The company has achieved this through nimbleness, an outstanding team of engineers and product designers, and the determination of its founder, Elon Musk. Musk — who is never far from controversy — has had a hand in disrupting two established industries, first as one of the early developers of online payment systems such as PayPal, and later as chief executive of Tesla, the electric-vehicle manufacturer. But few thought he would succeed when he announced his intention to compete with much larger and more-established corporations in space technology. Arguably, SpaceX’s most important innovation has been to engineer the Falcon rocket so that it can be reused after launch. Once it has jettisoned its payload, the Falcon returns to Earth and lands, vertically, which other rockets do not do.

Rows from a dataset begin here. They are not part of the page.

//! Login, registration and session checks.
//!
//! Expected rejections (unknown email, wrong password, malformed input) are
//! reported as status codes; only infrastructure faults surface as errors.

pub mod errors;
pub mod models;
pub mod ports;
pub mod service;
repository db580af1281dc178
//! Credential and session-token primitives
//!
//! Provides the building blocks of the authentication subsystem:
//! - Credential validation rules (email, name, password)
//! - Password hashing (Argon2id)
//! - Encrypted session token issuance and verification
//! - Authentication coordination
//!
//! Nothing here touches storage; services own their user records and adapt
//! these primitives.
//!
//! # Examples
//!
//! ## Credential Rules
//! ```
//! use auth::credentials;
//!
//! assert!(credentials::validate_email("alice@example.com"));
//! assert!(credentials::validate_name("alice"));
//! assert!(credentials::validate_password("pass_word1"));
//! assert!(!credentials::validate_password("password"));
//! ```
//!
//! ## Password Hashing
//! ```
//! use auth::PasswordHasher;
//!
//! let hasher = PasswordHasher::new();
//! let hash = hasher.hash("my_password1!").unwrap();
//! assert!(hasher.verify("my_password1!", &hash));
//! assert!(!hasher.verify("my_password1!", ""));
//! ```
//!
//! ## Session Tokens
//! ```
//! use auth::{TokenError, TokenService};
//! use chrono::Duration;
//!
//! let service = TokenService::new(b"secret_key_at_least_32_bytes_long!");
//! let token = service.create_token("user123", Duration::hours(12)).unwrap();
//! let payload = service.verify_token(&token).unwrap();
//! assert_eq!(payload.sub, "user123");
//!
//! let expired = service.create_token("user123", Duration::seconds(-1)).unwrap();
//! assert_eq!(service.verify_token(&expired), Err(TokenError::Expired));
//! ```
//!
//! ## Complete Authentication Flow
//! ```
//! use auth::Authenticator;
//!
//! let auth = Authenticator::new(b"secret_key_at_least_32_bytes_long!");
//!
//! // Register: hash password
//! let hash = auth.hash_password("password123!").unwrap();
//!
//! // Login: verify and issue token
//! let result = auth.authenticate("password123!", &hash, "user123").unwrap();
//!
//! // Validate token
//! let payload = auth.validate_token(&result.access_token).unwrap();
//! assert_eq!(payload.sub, "user123");
//! ```

pub mod authenticator;
pub mod credentials;
pub mod password;
pub mod token;

// Re-export commonly used items
pub use authenticator::AuthenticationError;
pub use authenticator::AuthenticationResult;
pub use authenticator::Authenticator;
pub use password::PasswordError;
pub use password::PasswordHasher;
pub use token::TokenError;
pub use token::TokenPayload;
pub use token::TokenService;
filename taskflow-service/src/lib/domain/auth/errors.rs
use auth::PasswordError;
use auth::TokenError;
use thiserror::Error;

use crate::domain::auth::models::LoginStatus;
use crate::domain::auth::models::RegisterStatus;
use crate::user::errors::RepositoryError;

/// Infrastructure fault that stopped a login or registration.
///
/// Expected rejections never use this type; they are reported as statuses.
#[derive(Debug, Clone, Error)]
pub enum AuthError {
    #[error("failed to look up user by email: {0}")]
    Lookup(#[source] RepositoryError),

    #[error("failed to hash password: {0}")]
    Hashing(#[source] PasswordError),

    #[error("failed to issue session token: {0}")]
    TokenIssue(#[source] TokenError),

    #[error("failed to save user: {0}")]
    Persist(#[source] RepositoryError),
}

impl AuthError {
    /// Status reported to a login caller for this fault.
    pub fn login_status(&self) -> LoginStatus {
        LoginStatus::Failure
    }

    /// Status reported to a registration caller for this fault.
    pub fn register_status(&self) -> RegisterStatus {
        RegisterStatus::Failure
    }

}

#[cfg(test)]
mod tests {
    use super::*;

    #[test]
    fn test_faults_report_failure_status() {
        let error = AuthError::Lookup(RepositoryError::Database("timeout".to_string()));

        assert_eq!(error.login_status(), LoginStatus::Failure);
        assert_eq!(error.register_status(), RegisterStatus::Failure);
    }

    #[test]
    fn test_message_names_the_failing_step() {
        let error = AuthError::Persist(RepositoryError::Database("disk full".to_string()));

        assert_eq!(
            error.to_string(),
            "failed to save user: Database error: disk full"
        );
    }
}
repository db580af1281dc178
pub mod http;
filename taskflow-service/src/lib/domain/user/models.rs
use std::fmt;

use chrono::DateTime;
use chrono::Utc;
use uuid::Uuid;

use crate::user::errors::UserUuidError;

/// Registered user record.
///
/// `email` and `name` are stored exactly as they were after registration
/// trimmed them; `password_hash` is a self-describing Argon2 string.
#[derive(Debug, Clone, PartialEq, Eq)]
pub struct User {
    pub id: UserId,
    pub uuid: UserUuid,
    pub name: String,
    pub email: String,
    pub password_hash: String,
    pub created_at: DateTime<Utc>,
    pub modified_at: DateTime<Utc>,
}

/// Storage-assigned numeric user identifier
#[derive(Debug, Clone, Copy, PartialEq, Eq, Hash)]
pub struct UserId(pub i64);

impl fmt::Display for UserId {
    fn fmt(&self, f: &mut fmt::Formatter<'_>) -> fmt::Result {
        self.0.fmt(f)
    }
}

/// Public user identifier, also the subject of issued session tokens
#[derive(Debug, Clone, Copy, PartialEq, Eq, Hash)]
pub struct UserUuid(pub Uuid);

impl UserUuid {
    /// Generate a new random user UUID.
    ///
    /// # Returns
    /// UserUuid with random UUID v4
    pub fn new() -> Self {
        Self(Uuid::new_v4())
    }

    /// Parse a user UUID from string.
    ///
    /// # Arguments
    /// * `s` - UUID string to parse
    ///
    /// # Returns
    /// Parsed UserUuid
    ///
    /// # Errors
    /// * `InvalidFormat` - String is not a valid UUID
    pub fn from_string(s: &str) -> Result<Self, UserUuidError> {
        Uuid::parse_str(s)
            .map(UserUuid)
            .map_err(|e| UserUuidError::InvalidFormat(e.to_string()))
    }
}

impl Default for UserUuid {
    fn default() -> Self {
        Self::new()
    }
}

impl fmt::Display for UserUuid {
    fn fmt(&self, f: &mut fmt::Formatter<'_>) -> fmt::Result {
        self.0.fmt(f)
    }
}

/// Record handed to the repository on registration.
///
/// The repository assigns `id` and both timestamps.
#[derive(Debug, Clone, PartialEq, Eq)]
pub struct NewUser {
    pub uuid: UserUuid,
    pub name: String,
    pub email: String,
    pub password_hash: String,
}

Although attention is understandably focused on the launch and docking, the reason for the SpaceX mission to the ISS should not be forgotten — the astronauts’ mission is ultimately in the service of science and international research cooperation. Behnken and Hurley will take part in installing a new hardware platform called Bartolomeo, designed by the European Space Agency and Airbus to enable the ISS to host extra science experiments from teams from all over the world.

When big launches grab everyone’s attention, it is hard for research to get a hearing. Earlier this year, two NASA astronauts, Christina Koch and Jessica Meir, completed a challenging upgrade of a fundamental physics experiment on the station, the Cold Atom Laboratory — doing in zero gravity what physicists on Earth might have struggled to do. And, last month, the agency’s Human Research Program announced plans for extended flights to the ISS, designed to simulate the effects on the human body of a journey to Mars.

A global endeavour

It’s unfortunate that those following the weekend’s events did not see or hear much about the ISS’s research contributions, or the fact that astronauts have visited the space station from 19 nations — among them Malaysia, the United Arab Emirates and Kazakhstan. They did, however, see SpaceX and NASA promote the #LaunchAmerica hashtag, and they heard NASA’s Administrator Jim Bridenstine say: “It’s been nine years since we’ve launched American astronauts on American rockets from American soil.”

New space launches — regardless of their country of origin — are often accompanied by a heavy display of national symbols. But it would have been much more powerful, and more uplifting, had the launch also recognized the contributions made by other nations, including Russia, which has been reliably carrying astronauts to the ISS all this time.

From Yuri Gagarin’s orbit of Earth in 1961 to the Moon landings of 1969, space has always been an arena of fierce superpower competition — and newer players, not least China, have since come onto the scene. But, in space research, such competition has not prevented nations from cooperating, and that needs to be recognized and celebrated.

There is plenty of opportunity to do so. SpaceX will make its next run to the ISS as early as August. Bridenstine and Musk should use this next mission to demonstrate that space exploration and research are global. At the very least, they should find a new hashtag — something that will resonate with the millions around the world who watched the weekend’s launch with awe, and will inspire them to join the next generation of researchers, engineers and astronauts.